Best known as the driver of the famous Pure Heavan Fuel Altered, one of the
first racers to successfully use the big block Chevrolet, Leon Fitzgerald was part
of the National Fuel Altered Tour in the latee 1960s and early 70s that included Leroy
Chadderton in the Magnificent 7, the Marcellus and Borsch Winged Express, Henry Harrison
in Nolan and Pritchard’s Beaver Hunter and Don Green’s Rat Trap and introduced the
exciting Fuel Altereds to fans all across the country.

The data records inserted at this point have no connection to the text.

//! Product Grid Component
//!
//! Catalog display narrowed by the active filter. Filtering always
//! runs locally, even when the server already narrowed the catalog.

use leptos::prelude::*;
use leptos::task::spawn_local;

use crate::api::Api;
use crate::context::AppContext;
use crate::filter::filter_products;
use crate::models::{CartItem, Product};
use crate::store::{use_app_store, AppStateStoreFields};

#[component]
pub fn ProductGrid() -> impl IntoView {
    let store = use_app_store();

    let visible = Memo::new(move |_| {
        filter_products(&store.products().read(), &store.filter().read())
    });

    view! {
        <section class="products-section">
            <h2>"Products"</h2>

            {move || store.catalog_error().get().map(|err| view! {
                <p class="error">{format!("Could not load products: {err}")}</p>
            })}

            <div class="product-grid">
                <For
                    each=move || visible.get()
                    key=|product| product.name.clone()
                    children=move |product: Product| {
                        view! { <ProductCard product=product /> }
                    }
                />
            </div>

            {move || {
                let empty = visible.read().is_empty() && store.catalog_error().read().is_none();
                empty.then(|| view! {
                    <p class="empty-grid">"No products match the current filter"</p>
                })
            }}
        </section>
    }
}

/// One catalog entry with its add-to-cart button
#[component]
fn ProductCard(product: Product) -> impl IntoView {
    let ctx = use_context::<AppContext>().expect("AppContext should be provided");
    let api = use_context::<Api>().expect("Api should be provided");

    let (adding, set_adding) = signal(false);

    let item = CartItem {
        name: product.name.clone(),
        details: (!product.details.is_empty()).then(|| product.details.clone()),
    };

    let add = move |_| {
        if adding.get_untracked() {
            return;
        }
        set_adding.set(true);
        let api = api.clone();
        let item = item.clone();
        spawn_local(async move {
            match api.add_to_cart(&item).await {
                Ok(()) => {
                    ctx.notify_success(format!("{} added to the cart", item.name));
                    ctx.reload_cart();
                }
                Err(err) => {
                    web_sys::console::error_1(&format!("[CART] Add failed: {err}").into());
                    ctx.notify_error("Could not add the item to the cart");
                }
            }
            set_adding.set(false);
        });
    };

    view! {
        <div class="product">
            <h3>{product.name.clone()}</h3>
            <p>{product.details.clone()}</p>
            <button
                class="add-btn"
                disabled=move || adding.get()
                on:click=add
            >
                {move || if adding.get() { "Adding..." } else { "Add to cart" }}
            </button>
        </div>
    }
}
//! Filter Logic
//!
//! Pure predicates over the product catalog. The reactive layer calls
//! these; nothing here touches the DOM or the network.

use crate::models::{Filter, Product};

/// Whether a product passes the filter. An empty dimension constrains
/// nothing, so the default filter matches every product.
pub fn matches(product: &Product, filter: &Filter) -> bool {
    (filter.category.is_empty() || product.category == filter.category)
        && (filter.brand.is_empty() || product.brand == filter.brand)
}

pub fn filter_products(products: &[Product], filter: &Filter) -> Vec<Product> {
    products
        .iter()
        .filter(|product| matches(product, filter))
        .cloned()
        .collect()
}

/// Category values offered by the catalog, in first-appearance order.
pub fn distinct_categories(products: &[Product]) -> Vec<String> {
    distinct(products.iter().map(|product| product.category.as_str()))
}

/// Brand values offered by the catalog, in first-appearance order.
pub fn distinct_brands(products: &[Product]) -> Vec<String> {
    distinct(products.iter().map(|product| product.brand.as_str()))
}

fn distinct<'a>(values: impl Iterator<Item = &'a str>) -> Vec<String> {
    let mut seen: Vec<String> = Vec::new();
    for value in values {
        if !value.is_empty() && !seen.iter().any(|s| s == value) {
            seen.push(value.to_string());
        }
    }
    seen
}

/// Human-readable description of a filter, used for notices.
pub fn filter_summary(filter: &Filter) -> String {
    let category = if filter.category.is_empty() {
        "all categories"
    } else {
        filter.category.as_str()
    };
    let brand = if filter.brand.is_empty() {
        "all brands"
    } else {
        filter.brand.as_str()
    };
    format!("Filter applied: {category} / {brand}")
}

#[cfg(test)]
mod tests {
    use super::*;

    fn product(name: &str, category: &str, brand: &str) -> Product {
        Product {
            name: name.into(),
            details: String::new(),
            category: category.into(),
            brand: brand.into(),
        }
    }

    #[test]
    fn test_empty_filter_matches_everything() {
        let p = product("Milk", "Dairy", "Farm");
        assert!(matches(&p, &Filter::default()));
    }

    #[test]
    fn test_single_dimension_filters() {
        let milk = product("Milk", "Dairy", "Farm");
        let soap = product("Soap", "Household", "Clean Co");

        let by_category = Filter {
            category: "Dairy".into(),
            brand: String::new(),
        };
        assert!(matches(&milk, &by_category));
        assert!(!matches(&soap, &by_category));

        let by_brand = Filter {
            category: String::new(),
            brand: "Clean Co".into(),
        };
        assert!(!matches(&milk, &by_brand));
        assert!(matches(&soap, &by_brand));
    }

    #[test]
    fn test_both_dimensions_must_match() {
        let milk = product("Milk", "Dairy", "Farm");
        let filter = Filter {
            category: "Dairy".into(),
            brand: "Clean Co".into(),
        };
        assert!(!matches(&milk, &filter));
    }

    #[test]
    fn test_default_filter_returns_catalog_unchanged() {
        let catalog = vec![
            product("Milk", "Dairy", "Farm"),
            product("Soap", "Household", "Clean Co"),
            product("Cheese", "Dairy", "Farm"),
        ];
        assert_eq!(filter_products(&catalog, &Filter::default()), catalog);
    }

    #[test]
    fn test_filter_products_keeps_order() {
        let catalog = vec![
            product("Milk", "Dairy", "Farm"),
            product("Soap", "Household", "Clean Co"),
            product("Cheese", "Dairy", "Farm"),
        ];
        let filter = Filter {
            category: "Dairy".into(),
            brand: String::new(),
        };
        let visible = filter_products(&catalog, &filter);
        let names: Vec<&str> = visible.iter().map(|p| p.name.as_str()).collect();
        assert_eq!(names, vec!["Milk", "Cheese"]);
    }

    #[test]
    fn test_distinct_dedupes_and_skips_empty() {
        let catalog = vec![
            product("Milk", "Dairy", "Farm"),
            product("Cheese", "Dairy", "Farm"),
            product("Mystery", "", "Farm"),
            product("Soap", "Household", "Clean Co"),
        ];
        assert_eq!(distinct_categories(&catalog), vec!["Dairy", "Household"]);
        assert_eq!(distinct_brands(&catalog), vec!["Farm", "Clean Co"]);
    }

    #[test]
    fn test_filter_summary_names_dimensions() {
        assert_eq!(
            filter_summary(&Filter::default()),
            "Filter applied: all categories / all brands"
        );
        let filter = Filter {
            category: "Dairy".into(),
            brand: String::new(),
        };
        assert_eq!(filter_summary(&filter), "Filter applied: Dairy / all brands");
    }
}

Although he started his drag racing career in Fords, from the early ‘60s
through the mid-‘70s, Dick Landy’s name was synonymous with Mopar. He was a pioneer
in the days of altered wheelbase factory experimentals that led directly to the current
Funny Cars. When Landy reached 196 mph on fuel, Chrysler Product Planning decided
they’d seen enough and set up a series of Performance Clinics at showrooms throughout
the country. Landy was selected as the Dodge representative. In 1967 alone, Landy
conducted more than 70 clinics for 50,000 people in 29 states. Landy made a great many
friends for Mopar and raced as many as seven different cars in a single season.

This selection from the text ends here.